Whilst criminal law applies to online activity in the same way as offline activity, there is no overall regulator of online activity in the UK, and for content that is harmful, but not illegal, social media platforms self-regulate through “community standards” and “terms of use” that users agree to when joining.   Even though many platforms have a minimum age for use (often capped at 13) there is no age verification system, and previous legislative provisions, which imposed age verification requirements, were never brought into force.

As is well known, the self-regulation model can and does involve material which promotes violence, self-harm or cyberbullying, and include indecent, disturbing or misleading content.  There is an increasing body of evidence of harm being caused to children in particular, by exposure to indecent content (whether legal or not), as well as cyberbullying, revenge porn and sites promoting eating disorders (aka ‘pro- ana sites’) and suicide.  Platforms used by millions for posting social content can and do become echo chambers where filter bubbles driven by algorithms result in the user being repeatedly exposed to one side of an argument rather than seeing a range of opinion, leading to widespread disinformation.

The basis of the current system, in which platforms are largely immune from content posted by others, is rooted in section 230 of The Communications Decency Act 1996 –  US legislation which provides immunity to owners of any ‘interactive computer service’ for anything posted online by third parties:

“No provider or user of an interactive computer service shall be treated as the publisher or speaker of any information provided by another information content provider.”

This creates the conundrum: even assuming there are statutory measures to prevent or remove content that is illegal (though query its effectiveness), what about content that is legal but potentially harmful?
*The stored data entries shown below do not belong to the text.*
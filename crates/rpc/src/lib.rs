//! Surety RPC - application boundary
//!
//! Wires the ledger, engines, settlement and event distribution into one
//! `AppContext`, and provides the oracle simulator and CLI commands.

pub mod commands;
pub mod context;
pub mod error;
pub mod simulator;

pub use context::{AppContext, Engines};
pub use error::{ErrorKind, SuretyError};
pub use simulator::{Answer, OracleAgent, OracleSimulator};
For example, 88% of all pornographic material reviewed on a “mainstream” pornographic website – Pornhub – involved physical aggression by men on women – commercial pornography has coalesced around a “homogenous script involving violence and female degradation.  This is not necessarily illegal, but its repeated exposure to curious children and teens is believed to have long-term adverse effects on their psyche, their views of what is ‘normal’, what is acceptable behaviour and their ability to form healthy sexual relationships going forward.  The outcry following the Everyone’s Invited website and Ofsted’s Rapid Review provides a snapshot of how widespread and detrimental these behaviour patterns are, and the young age at which they start being formed.

The Online Safety Bill

The ongoing calls for statutory regulation have been met with the Online Safety Bill published in May 2021, following the White Paper published in 2019.  The Bill is currently at pre-legislative scrutiny: a Joint Committee is looking at the Bill and has taken evidence from tech companies, children's charities and Ofcom.  It was due to report by 10 December 2021 but at the time of writing it does not appear to have done so, and indeed was still taking written evidence on that date.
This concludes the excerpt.